I'd be very happy to spend this winter gardening, so this afternoon found me planting all that I'd bought this morning. The potager has been easy to prepare this autumn, thanks to a fantastic attachment made by Wolf tools. It hoes and breaks up the soil to a fine tilth like nothing I've ever used before. God knows what it'd be like in wetter, heavier soils, but here, in the dry, fast draining bauxite of our vineyard it is brilliant. 

 

 

 

The potager is so packed with winter vegetables that I've started filling up the extra space with Australian everlasting flowers. I have no idea how they'll do, but we'll see.

 

 

Sep 21
2009

First day of Autumn

Posted by LizzieBG in Funny

LizzieBG

I'm just waiting for guests to come to breakfast on this, the first day of autumn. The skies are rather grey and there's a brisk breeze blowing. It's not particularly cold; I went to buy the bread at 6.40 in the usual single-layer summer garb.

After breakfast I have to clean the pool. To be frank the water's decidedly nippy and I guess only the hardiest of guests will venture into the pool, but I'll clean it because it looks so inviting when it's glassy. In any case the sun is due back out for the rest of this week, with temperatures forecast at 27 degrees.
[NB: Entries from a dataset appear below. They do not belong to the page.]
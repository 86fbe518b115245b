//! 课程目录与课程详情

use std::cmp::Ordering;
use std::str::FromStr;

use crate::cache::keys;
use crate::context::AppContext;
use crate::error::ApiResult;
use crate::request::HttpClient;
use coursehub_shared::protocol::{
    CheckEnrollmentRequest, CourseLessonsRequest, GetCourseRequest, ListCoursesRequest,
};
use coursehub_shared::{Course, Lesson};

// =========================================================
// 筛选与排序 (本地派生)
// =========================================================

#[derive(Debug, Clone, Copy, PartialEq, Eq, Default)]
pub enum SortOrder {
    #[default]
    Newest,
    Oldest,
    PriceLow,
    PriceHigh,
    /// 暂无热度数据，与 Newest 相同
    Popular,
}

impl FromStr for SortOrder {
    type Err = ();

    fn from_str(s: &str) -> Result<Self, Self::Err> {
        match s {
            "newest" => Ok(SortOrder::Newest),
            "oldest" => Ok(SortOrder::Oldest),
            "price_low" => Ok(SortOrder::PriceLow),
            "price_high" => Ok(SortOrder::PriceHigh),
            "popular" => Ok(SortOrder::Popular),
            _ => Err(()),
        }
    }
}

pub const DEFAULT_PRICE_RANGE: (f64, f64) = (0.0, 200.0);

#[derive(Debug, Clone, PartialEq)]
pub struct CourseFilters {
    /// 在标题与简介中匹配，不区分大小写
    pub search: String,
    pub category: Option<String>,
    pub free_only: bool,
    /// 闭区间
    pub price_range: (f64, f64),
    pub sort: SortOrder,
}

impl Default for CourseFilters {
    fn default() -> Self {
        Self {
            search: String::new(),
            category: None,
            free_only: false,
            price_range: DEFAULT_PRICE_RANGE,
            sort: SortOrder::default(),
        }
    }
}

impl CourseFilters {
    pub fn matches(&self, course: &Course) -> bool {
        let needle = self.search.trim().to_lowercase();
        if !needle.is_empty() {
            let in_title = course.title.to_lowercase().contains(&needle);
            let in_description = course
                .description
                .as_deref()
                .is_some_and(|d| d.to_lowercase().contains(&needle));
            if !in_title && !in_description {
                return false;
            }
        }

        if let Some(category) = self.category.as_deref().filter(|c| !c.is_empty()) {
            if course.category.as_deref() != Some(category) {
                return false;
            }
        }

        if self.free_only && !course.is_free() {
            return false;
        }

        // 价格未知的课程无法按区间比较，不被区间过滤掉
        let (min, max) = self.price_range;
        course.price.is_none_or(|price| price >= min && price <= max)
    }

    pub fn apply(&self, courses: &[Course]) -> Vec<Course> {
        let mut filtered: Vec<Course> = courses.iter().filter(|c| self.matches(c)).cloned().collect();

        // 稳定排序，缺少创建时间的课程视为最早
        match self.sort {
            SortOrder::PriceLow => filtered.sort_by(|a, b| cmp_price(a, b, false)),
            SortOrder::PriceHigh => filtered.sort_by(|a, b| cmp_price(a, b, true)),
            SortOrder::Oldest => filtered.sort_by(|a, b| a.created_at.cmp(&b.created_at)),
            SortOrder::Newest | SortOrder::Popular => {
                filtered.sort_by(|a, b| b.created_at.cmp(&a.created_at))
            }
        }
        filtered
    }
}

/// 价格未知的课程两种方向都排在最后
fn cmp_price(a: &Course, b: &Course, descending: bool) -> Ordering {
    match (a.price, b.price) {
        (Some(x), Some(y)) => {
            let ord = x.partial_cmp(&y).unwrap_or(Ordering::Equal);
            if descending { ord.reverse() } else { ord }
        }
        (Some(_), None) => Ordering::Less,
        (None, Some(_)) => Ordering::Greater,
        (None, None) => Ordering::Equal,
    }
}

/// 目录中出现过的分类，去重排序
pub fn categories(courses: &[Course]) -> Vec<String> {
    let mut categories: Vec<String> = courses
        .iter()
        .filter_map(|c| c.category.clone())
        .filter(|c| !c.is_empty())
        .collect();
    categories.sort();
    categories.dedup();
    categories
}

// =========================================================
// 课程详情
// =========================================================

#[derive(Debug, Clone, PartialEq)]
pub struct CourseDetail {
    pub course: Course,
    pub lessons: Vec<Lesson>,
    /// 未登录时为 false
    pub enrolled: bool,
}

impl CourseDetail {
    /// 已选课，或课时标记为免费试看
    pub fn can_play(&self, lesson: &Lesson) -> bool {
        super::learning::lesson_playable(lesson, self.enrolled)
    }

    pub fn total_duration_secs(&self) -> f64 {
        self.lessons.iter().map(|l| l.duration).sum()
    }
}

impl<C: HttpClient + 'static> AppContext<C> {
    pub async fn all_courses(&self) -> ApiResult<Vec<Course>> {
        let api = self.api.clone();
        self.cache
            .get_as(keys::COURSES_ALL, move || async move {
                api.send(&ListCoursesRequest).await.map(|r| r.courses)
            })
            .await
            .map_err(|e| e.in_op("catalog.all_courses"))
    }

    pub async fn browse(&self, filters: &CourseFilters) -> ApiResult<Vec<Course>> {
        let courses = self.all_courses().await?;
        Ok(filters.apply(&courses))
    }

    /// 未知 id 返回 NotFound
    pub async fn course(&self, id: &str) -> ApiResult<Course> {
        let api = self.api.clone();
        let req = GetCourseRequest { id: id.to_string() };
        self.cache
            .get_as(&keys::course(id), move || async move {
                api.send(&req).await.map(|r| r.course)
            })
            .await
            .map_err(|e| e.in_op_with("catalog.course", id.to_string()))
    }

    pub async fn lessons(&self, course_id: &str) -> ApiResult<Vec<Lesson>> {
        let api = self.api.clone();
        let req = CourseLessonsRequest {
            course_id: course_id.to_string(),
        };
        self.cache
            .get_as(&keys::lessons(course_id), move || async move {
                let mut lessons = api.send(&req).await?.lessons;
                lessons.sort_by_key(|l| l.order_index.unwrap_or(i64::MAX));
                Ok(lessons)
            })
            .await
            .map_err(|e| e.in_op_with("catalog.lessons", course_id.to_string()))
    }

    pub async fn is_enrolled(&self, course_id: &str) -> ApiResult<bool> {
        let Some(user) = self.session.user() else {
            return Ok(false);
        };
        let api = self.api.clone();
        let req = CheckEnrollmentRequest {
            course_id: course_id.to_string(),
        };
        self.cache
            .get_as(&keys::enrollment(course_id, &user.id), move || async move {
                api.send(&req).await.map(|r| r.enrolled)
            })
            .await
            .map_err(|e| e.in_op_with("catalog.is_enrolled", course_id.to_string()))
    }

    /// 课程、课时与选课状态并发请求
    pub async fn course_detail(&self, id: &str) -> ApiResult<CourseDetail> {
        let (course, lessons, enrolled) =
            futures::join!(self.course(id), self.lessons(id), self.is_enrolled(id));
        Ok(CourseDetail {
            course: course?,
            lessons: lessons?,
            enrolled: enrolled?,
        })
    }
}

#[cfg(test)]
mod tests {
    use super::*;
    use crate::service::testing::{Harness, course_json};
    use coursehub_shared::{HttpMethod, Role};
    use serde_json::json;

    fn sample_courses() -> Vec<Course> {
        serde_json::from_value(json!([
            {"id": "1", "title": "Intro to Rust", "description": "Ownership", "price": 0, "category": "Programming", "created_at": "2024-01-01T00:00:00Z"},
            {"id": "2", "title": "Watercolor", "description": "Painting RUST tones", "price": "49.5", "category": "Art", "created_at": "2024-03-01T00:00:00Z"},
            {"id": "3", "title": "Advanced Go", "description": null, "price": 250, "category": "Programming", "created_at": "2024-02-01T00:00:00Z"},
            {"id": "4", "title": "SQL", "price": "19", "category": "Data"}
        ]))
        .unwrap()
    }

    fn ids(courses: &[Course]) -> Vec<&str> {
        courses.iter().map(|c| c.id.as_str()).collect()
    }

    #[test]
    fn test_default_filters_drop_out_of_range_and_sort_newest() {
        let result = CourseFilters::default().apply(&sample_courses());
        assert_eq!(ids(&result), vec!["2", "1", "4"]);
    }

    #[test]
    fn test_search_is_case_insensitive_over_title_and_description() {
        let filters = CourseFilters {
            search: "rust".into(),
            ..Default::default()
        };
        assert_eq!(ids(&filters.apply(&sample_courses())), vec!["2", "1"]);
    }

    #[test]
    fn test_category_free_only_and_sorting() {
        let courses = sample_courses();

        let filters = CourseFilters {
            category: Some("Programming".into()),
            price_range: (0.0, 1000.0),
            sort: SortOrder::PriceHigh,
            ..Default::default()
        };
        assert_eq!(ids(&filters.apply(&courses)), vec!["3", "1"]);

        let filters = CourseFilters {
            free_only: true,
            ..Default::default()
        };
        assert_eq!(ids(&filters.apply(&courses)), vec!["1"]);

        let filters = CourseFilters {
            sort: SortOrder::PriceLow,
            ..Default::default()
        };
        assert_eq!(ids(&filters.apply(&courses)), vec!["1", "4", "2"]);

        let filters = CourseFilters {
            sort: SortOrder::Oldest,
            ..Default::default()
        };
        assert_eq!(ids(&filters.apply(&courses)), vec!["4", "1", "2"]);
    }

    #[test]
    fn test_unknown_price_is_kept_but_never_free() {
        let mut courses = sample_courses();
        courses.push(
            serde_json::from_value(json!({"id": "5", "title": "Mystery", "price": null, "category": "Data"}))
                .unwrap(),
        );

        let free = CourseFilters {
            free_only: true,
            ..Default::default()
        };
        assert_eq!(ids(&free.apply(&courses)), vec!["1"]);

        let low = CourseFilters {
            sort: SortOrder::PriceLow,
            ..Default::default()
        };
        assert_eq!(ids(&low.apply(&courses)), vec!["1", "4", "2", "5"]);

        let high = CourseFilters {
            sort: SortOrder::PriceHigh,
            ..Default::default()
        };
        assert_eq!(ids(&high.apply(&courses)), vec!["2", "4", "1", "5"]);
    }

    #[test]
    fn test_popular_sorts_like_newest() {
        let courses = sample_courses();
        let newest = CourseFilters::default().apply(&courses);
        let popular = CourseFilters {
            sort: "popular".parse().unwrap(),
            ..Default::default()
        }
        .apply(&courses);
        assert_eq!(newest, popular);
    }

    #[test]
    fn test_categories() {
        assert_eq!(categories(&sample_courses()), vec!["Art", "Data", "Programming"]);
    }

    #[tokio::test]
    async fn test_all_courses_is_cached() {
        let h = Harness::new();
        h.mock_ok(HttpMethod::Get, "/courses", json!({"courses": [course_json("1", "Rust", json!(0))]}));

        let first = h.ctx.all_courses().await.unwrap();
        let second = h.ctx.browse(&CourseFilters::default()).await.unwrap();

        assert_eq!(first.len(), 1);
        assert_eq!(second.len(), 1);
        assert_eq!(h.count(HttpMethod::Get, "/courses"), 1);
    }

    #[tokio::test]
    async fn test_course_detail_for_anonymous_viewer() {
        let h = Harness::new();
        h.mock_ok(HttpMethod::Get, "/courses/c1", json!({"course": course_json("c1", "Rust", json!("29.99"))}));
        h.mock_ok(
            HttpMethod::Get,
            "/lessons/c1",
            json!({"lessons": [
                {"id": "l2", "title": "Second", "is_free": false, "order_index": 2, "duration": 300},
                {"id": "l1", "title": "First", "is_free": true, "order_index": 1, "duration": 120}
            ]}),
        );

        let detail = h.ctx.course_detail("c1").await.unwrap();

        assert!(!detail.enrolled);
        assert_eq!(detail.lessons[0].id, "l1");
        assert!(detail.can_play(&detail.lessons[0]));
        assert!(!detail.can_play(&detail.lessons[1]));
        assert_eq!(detail.total_duration_secs(), 420.0);
        assert_eq!(h.count(HttpMethod::Get, "/enrollment/check/c1"), 0);
    }

    #[tokio::test]
    async fn test_enrolled_student_can_play_everything() {
        let h = Harness::new();
        h.sign_in(Role::Student);
        h.mock_ok(HttpMethod::Get, "/courses/c1", json!({"course": course_json("c1", "Rust", json!(10))}));
        h.mock_ok(HttpMethod::Get, "/lessons/c1", json!({"lessons": [{"id": "l1", "is_free": false}]}));
        h.mock_ok(HttpMethod::Get, "/enrollment/check/c1", json!({"enrolled": true}));

        let detail = h.ctx.course_detail("c1").await.unwrap();
        assert!(detail.enrolled);
        assert!(detail.can_play(&detail.lessons[0]));
    }

    #[tokio::test]
    async fn test_unknown_course_is_not_found() {
        let h = Harness::new();
        h.mock(HttpMethod::Get, "/courses/nope", 404, json!({"error": "Course not found"}));
        h.mock_ok(HttpMethod::Get, "/lessons/nope", json!({"lessons": []}));

        let err = h.ctx.course_detail("nope").await.unwrap_err();
        assert!(err.is_not_found());
        assert_eq!(err.message(), "Course not found");
    }
}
Ali's been in England since Friday and is due back this afternoon. She's currently driving my late step-father's ancient VW Golf laden with a Sainsbury's order. My mother wanted the car to go and it's worth nothing in the UK, so we'll have it here in Roujan where we can share it around. Finally, a car with no dog hairs. Curiously, it's probably worth thousands here if this example is anything to go by. It's a year older - 1992 - and a mere 2000 euros.

 

 

Sep 10
2009

How much??????

Posted by LizzieBG in Funny

LizzieBG

Well, one hopes this isn't too much, but no-one's made an acceptable offer for nearly a year now, so we have to assume it's either expensive or no-one wants it - surely not.

 

And this girl looks none too happy at having to hold the essential long thing.

 At just 25o euros this is hard to resist don't you think?